Nesta relação, o paciente não é sujeito de sua própria saúde, mas sim objeto de saúde de outrem, e sua preocupação em melhorar os resultados dos exames não é, de fato, por seu benefício próprio, mas para atender às expectativas dos profissionais. Os profissionais, na posição paternalista, são temidos pelos usuários e vigiam de perto suas ações. É importante destacar, também, que a escuta ativa e o respeito à subjetividade do ser humano são aspectos crucias para o cuidado centrado na pessoa, mas essas atitudes podem mascarar o papel paternalista do profissional de saúde na relação terapêutica. Ou seja, escutar o paciente não significa, necessariamente, reconhecer o paciente como sujeito ativo e capaz de tomar decisões concretas sobre questões relativas à sua própria saúde. Escutar e respeitar o paciente não significa sempre que haverá compartilhamento da decisão. Muitas vezes, os profissionais de saúde valem-se da subjetividade do paciente para adequar a farmacoterapia conforme os medos e anseios dos usuários. Contudo, a escolha - feita considerando, de fato, os discursos do paciente - continua sendo do profissional. O usuário continua assumindo um papel passivo e paciente em relação ao seu tratamento, mantido pela relação de poder velada.

- Hoje, me deparo com meu interesse de pesquisa: tomada de decisão compartilhada em farmacoterapia. E, revivendo minhas experiências passadas enquanto farmacêutica clínica, reflito sobre a ironia das minhas atitudes. Ironia esta escancarada em meu desejo em me tornar um dia professora: como trocar experiências com os alunos reproduzindo o paternalismo da educação bancária?

A educação bancária, assim como o modelo biomédico, ratifica as opressões existentes e não abre espaço para o diálogo, para a consciência crítica e para a reflexividade.
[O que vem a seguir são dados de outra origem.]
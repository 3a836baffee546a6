//! Record types shared across pdbq
//!
//! Everything here is created per call and never mutated afterwards.

use crate::error::{PdbqError, Result};
use serde::{Deserialize, Serialize};
use std::fmt;
use std::str::FromStr;

/// Length of a PDB structure identifier
pub const STRUCTURE_ID_LEN: usize = 4;

// ============================================================================
// Structure identifiers
// ============================================================================

/// A 4-character alphanumeric PDB entry code, stored uppercase.
#[derive(Debug, Clone, PartialEq, Eq, Hash, PartialOrd, Ord, Serialize, Deserialize)]
#[serde(try_from = "String", into = "String")]
pub struct StructureId(String);

impl StructureId {
    /// Validate and normalize an identifier
    pub fn new(raw: &str) -> Result<Self> {
        let trimmed = raw.trim();
        if trimmed.len() != STRUCTURE_ID_LEN || !trimmed.chars().all(|c| c.is_ascii_alphanumeric())
        {
            return Err(PdbqError::InvalidIdentifier(raw.to_string()));
        }
        Ok(Self(trimmed.to_ascii_uppercase()))
    }

    pub fn as_str(&self) -> &str {
        &self.0
    }
}

impl FromStr for StructureId {
    type Err = PdbqError;

    fn from_str(s: &str) -> Result<Self> {
        Self::new(s)
    }
}

impl TryFrom<String> for StructureId {
    type Error = PdbqError;

    fn try_from(value: String) -> Result<Self> {
        Self::new(&value)
    }
}

impl From<StructureId> for String {
    fn from(id: StructureId) -> Self {
        id.0
    }
}

impl AsRef<str> for StructureId {
    fn as_ref(&self) -> &str {
        &self.0
    }
}

impl fmt::Display for StructureId {
    fn fmt(&self, f: &mut fmt::Formatter<'_>) -> fmt::Result {
        f.write_str(&self.0)
    }
}

// ============================================================================
// Search queries
// ============================================================================

/// Legacy RCSB simple query types
#[derive(Debug, Clone, Copy, PartialEq, Eq, Default, Serialize, Deserialize)]
#[serde(rename_all = "lowercase")]
pub enum QueryKind {
    /// Match against the structure title
    #[default]
    StructTitle,
    /// Match against the entity (polymer) description
    StructDesc,
    /// Free-text keyword search
    AdvancedKeyword,
}

impl QueryKind {
    /// Short subtype name used by the search form and the query description
    pub fn subtype(self) -> &'static str {
        match self {
            QueryKind::StructTitle => "StructTitleQuery",
            QueryKind::StructDesc => "StructDescQuery",
            QueryKind::AdvancedKeyword => "AdvancedKeywordQuery",
        }
    }

    /// Fully qualified `queryType` value
    pub fn query_type(self) -> String {
        format!("org.pdb.query.simple.{}", self.subtype())
    }

    /// Element name prefix for the comparator/value pair.
    ///
    /// Keyword queries carry a single `keywords` element instead.
    pub fn field_prefix(self) -> Option<&'static str> {
        match self {
            QueryKind::StructTitle => Some("struct.title"),
            QueryKind::StructDesc => Some("entity.pdbx_description"),
            QueryKind::AdvancedKeyword => None,
        }
    }
}

impl FromStr for QueryKind {
    type Err = PdbqError;

    fn from_str(s: &str) -> Result<Self> {
        match s.to_lowercase().as_str() {
            "title" | "structtitle" | "struct-title" => Ok(QueryKind::StructTitle),
            "description" | "desc" | "structdesc" | "struct-desc" => Ok(QueryKind::StructDesc),
            "keyword" | "keywords" | "advancedkeyword" => Ok(QueryKind::AdvancedKeyword),
            _ => Err(PdbqError::UnknownQueryKind(s.to_string())),
        }
    }
}

impl fmt::Display for QueryKind {
    fn fmt(&self, f: &mut fmt::Formatter<'_>) -> fmt::Result {
        match self {
            QueryKind::StructTitle => write!(f, "title"),
            QueryKind::StructDesc => write!(f, "description"),
            QueryKind::AdvancedKeyword => write!(f, "keyword"),
        }
    }
}

/// Text comparator for title/description queries
#[derive(Debug, Clone, Copy, PartialEq, Eq, Default, Serialize, Deserialize)]
#[serde(rename_all = "lowercase")]
pub enum Comparator {
    #[default]
    Contains,
    Equals,
}

impl FromStr for Comparator {
    type Err = PdbqError;

    fn from_str(s: &str) -> Result<Self> {
        match s.to_lowercase().as_str() {
            "contains" => Ok(Comparator::Contains),
            "equals" | "exact" => Ok(Comparator::Equals),
            _ => Err(PdbqError::UnknownComparator(s.to_string())),
        }
    }
}

impl fmt::Display for Comparator {
    fn fmt(&self, f: &mut fmt::Formatter<'_>) -> fmt::Result {
        match self {
            Comparator::Contains => write!(f, "contains"),
            Comparator::Equals => write!(f, "equals"),
        }
    }
}

/// A single search specification
#[derive(Debug, Clone, PartialEq, Eq, Serialize, Deserialize)]
pub struct SearchQuery {
    pub kind: QueryKind,
    #[serde(default)]
    pub comparator: Comparator,
    pub value: String,
}

impl SearchQuery {
    pub fn new(kind: QueryKind, comparator: Comparator, value: impl Into<String>) -> Self {
        Self {
            kind,
            comparator,
            value: value.into(),
        }
    }

    /// Title-contains query, the most common search
    pub fn title_contains(value: impl Into<String>) -> Self {
        Self::new(QueryKind::StructTitle, Comparator::Contains, value)
    }
}

// ============================================================================
// Field reports
// ============================================================================

/// A single cell of a custom report
#[derive(Debug, Clone, PartialEq, Serialize)]
#[serde(untagged)]
pub enum FieldValue {
    Integer(i64),
    Float(f64),
    Text(String),
    Empty,
}

impl FieldValue {
    pub fn is_empty(&self) -> bool {
        matches!(self, FieldValue::Empty)
    }

    pub fn as_text(&self) -> Option<&str> {
        match self {
            FieldValue::Text(s) => Some(s),
            _ => None,
        }
    }
}

impl fmt::Display for FieldValue {
    fn fmt(&self, f: &mut fmt::Formatter<'_>) -> fmt::Result {
        match self {
            FieldValue::Integer(v) => write!(f, "{}", v),
            FieldValue::Float(v) => write!(f, "{}", v),
            FieldValue::Text(v) => f.write_str(v),
            FieldValue::Empty => Ok(()),
        }
    }
}

/// Inferred type of a report column
#[derive(Debug, Clone, Copy, PartialEq, Eq, Serialize)]
#[serde(rename_all = "lowercase")]
pub enum ColumnType {
    Integer,
    Float,
    Text,
}

/// Tabular result of a custom report request
#[derive(Debug, Clone, PartialEq, Default, Serialize)]
pub struct FieldReport {
    pub columns: Vec<String>,
    pub column_types: Vec<ColumnType>,
    pub rows: Vec<Vec<FieldValue>>,
}

impl FieldReport {
    pub fn len(&self) -> usize {
        self.rows.len()
    }

    pub fn is_empty(&self) -> bool {
        self.rows.is_empty()
    }

    /// Borrow one row as a name-addressable view
    pub fn row(&self, index: usize) -> Option<FieldReportRow<'_>> {
        self.rows.get(index).map(|values| FieldReportRow {
            columns: &self.columns,
            values,
        })
    }

    pub fn iter_rows(&self) -> impl Iterator<Item = FieldReportRow<'_>> {
        self.rows.iter().map(|values| FieldReportRow {
            columns: &self.columns,
            values,
        })
    }

    /// Position of a column, if the report has it
    pub fn column_index(&self, name: &str) -> Option<usize> {
        self.columns.iter().position(|c| c == name)
    }
}

/// A row of a [`FieldReport`], addressed by field name
#[derive(Debug, Clone, Copy)]
pub struct FieldReportRow<'a> {
    columns: &'a [String],
    values: &'a [FieldValue],
}

impl<'a> FieldReportRow<'a> {
    pub fn get(&self, field: &str) -> Option<&'a FieldValue> {
        self.columns
            .iter()
            .position(|c| c == field)
            .and_then(|i| self.values.get(i))
    }

    pub fn values(&self) -> &'a [FieldValue] {
        self.values
    }

    pub fn iter(&self) -> impl Iterator<Item = (&'a str, &'a FieldValue)> {
        self.columns
            .iter()
            .map(String::as_str)
            .zip(self.values.iter())
    }
}

// ============================================================================
// Chains and sequences
// ============================================================================

/// One polymer chain from a molecule description
#[derive(Debug, Clone, PartialEq, Eq, Default, Serialize, Deserialize)]
pub struct ChainRecord {
    pub chain_id: String,
    pub macromolecule: String,
    pub taxonomy: String,
    pub description: String,
}

/// All chains described for one structure
#[derive(Debug, Clone, PartialEq, Eq, Default, Serialize, Deserialize)]
pub struct StructureDescription {
    pub structure_id: String,
    pub chains: Vec<ChainRecord>,
}

/// One chain's sequence from a FASTA download
#[derive(Debug, Clone, PartialEq, Eq, Serialize, Deserialize)]
pub struct SequenceRecord {
    pub chain_id: String,
    pub sequence: String,
}

/// A chain left-joined with its sequence
#[derive(Debug, Clone, PartialEq, Eq, Serialize, Deserialize)]
pub struct ChainWithSequence {
    #[serde(flatten)]
    pub chain: ChainRecord,
    pub sequence: Option<String>,
}

#[cfg(test)]
#[allow(clippy::unwrap_used, clippy::expect_used)]
mod tests {
    use super::*;

    #[test]
    fn test_structure_id_normalizes_case() {
        let id = StructureId::new("5jup").unwrap();
        assert_eq!(id.as_str(), "5JUP");
        assert_eq!(id.to_string(), "5JUP");
    }

    #[test]
    fn test_structure_id_rejects_bad_length() {
        assert!(StructureId::new("5JU").is_err());
        assert!(StructureId::new("5JUPX").is_err());
        assert!(StructureId::new("").is_err());
    }

    #[test]
    fn test_structure_id_rejects_punctuation() {
        assert_eq!(
            StructureId::new("5J-P"),
            Err(PdbqError::InvalidIdentifier("5J-P".to_string()))
        );
    }

    #[test]
    fn test_structure_id_serde() {
        let id: StructureId = serde_json::from_str("\"1abc\"").unwrap();
        assert_eq!(id.as_str(), "1ABC");
        assert!(serde_json::from_str::<StructureId>("\"toolong\"").is_err());
        assert_eq!(serde_json::to_string(&id).unwrap(), "\"1ABC\"");
    }

    #[test]
    fn test_query_kind_from_str() {
        assert_eq!("title".parse::<QueryKind>().unwrap(), QueryKind::StructTitle);
        assert_eq!("Description".parse::<QueryKind>().unwrap(), QueryKind::StructDesc);
        assert_eq!("keyword".parse::<QueryKind>().unwrap(), QueryKind::AdvancedKeyword);
        assert!("sequence".parse::<QueryKind>().is_err());
    }

    #[test]
    fn test_query_kind_names() {
        assert_eq!(
            QueryKind::StructTitle.query_type(),
            "org.pdb.query.simple.StructTitleQuery"
        );
        assert_eq!(QueryKind::StructTitle.field_prefix(), Some("struct.title"));
        assert_eq!(QueryKind::AdvancedKeyword.field_prefix(), None);
    }

    #[test]
    fn test_comparator_from_str() {
        assert_eq!("contains".parse::<Comparator>().unwrap(), Comparator::Contains);
        assert_eq!("EQUALS".parse::<Comparator>().unwrap(), Comparator::Equals);
        assert!("startswith".parse::<Comparator>().is_err());
    }

    #[test]
    fn test_report_row_lookup() {
        let report = FieldReport {
            columns: vec!["structureId".into(), "resolution".into()],
            column_types: vec![ColumnType::Text, ColumnType::Float],
            rows: vec![vec![FieldValue::Text("5JUP".into()), FieldValue::Float(3.5)]],
        };

        let row = report.row(0).unwrap();
        assert_eq!(row.get("resolution"), Some(&FieldValue::Float(3.5)));
        assert_eq!(row.get("missing"), None);
        assert!(report.row(1).is_none());
        assert_eq!(report.column_index("resolution"), Some(1));
    }

    #[test]
    fn test_field_value_json_is_untagged() {
        let values = vec![
            FieldValue::Integer(3),
            FieldValue::Float(2.5),
            FieldValue::Text("X-RAY".into()),
            FieldValue::Empty,
        ];
        assert_eq!(
            serde_json::to_string(&values).unwrap(),
            r#"[3,2.5,"X-RAY",null]"#
        );
    }

    #[test]
    fn test_chain_with_sequence_flattens() {
        let joined = ChainWithSequence {
            chain: ChainRecord {
                chain_id: "A".into(),
                ..Default::default()
            },
            sequence: None,
        };
        let json = serde_json::to_value(&joined).unwrap();
        assert_eq!(json["chain_id"], "A");
        assert!(json["sequence"].is_null());
    }
}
Nesta prática educacional monológica, o educador é o único detentor do saber e deposita o conhecimento nos alunos que, por sua vez, devem receber docilmente os depósitos de “verdade absoluta”.  Essa lógica de hierarquia opressora do saber é reproduzida, tempos depois, por esses mesmos alunos enquanto profissionais de saúde no cuidado ao paciente. A forma de produção e reprodução da saúde é impactada pela forma como se ensina a saúde. Dessa forma, é de extrema importância ofertar experiências educacionais críticas e libertadoras a futuros profissionais que busquem a reflexão sobre essas questões, colocando o paciente de fato no centro do cuidado.

Considerações finais:

A tomada de decisão compartilhada deve ser o foco dos profissionais de saúde, na busca por um cuidado centrado na pessoa que respeite a autonomia, a individualidade e as opiniões dos sujeitos. É preciso, portanto, reconhecer as relações de poder existentes na saúde e refletir criticamente sobre as atitudes frente ao paciente-sujeito, para que se possa então buscar novas formas de produzir saúde de forma autônoma e responsável. A tomada de decisão compartilhada, portanto, deve ser foco do ensino-aprendizado, oferecendo aos alunos a mesma pedagogia libertadora que espera-se que eles, enquanto profissionais de saúde no futuro, ofereçam ao paciente.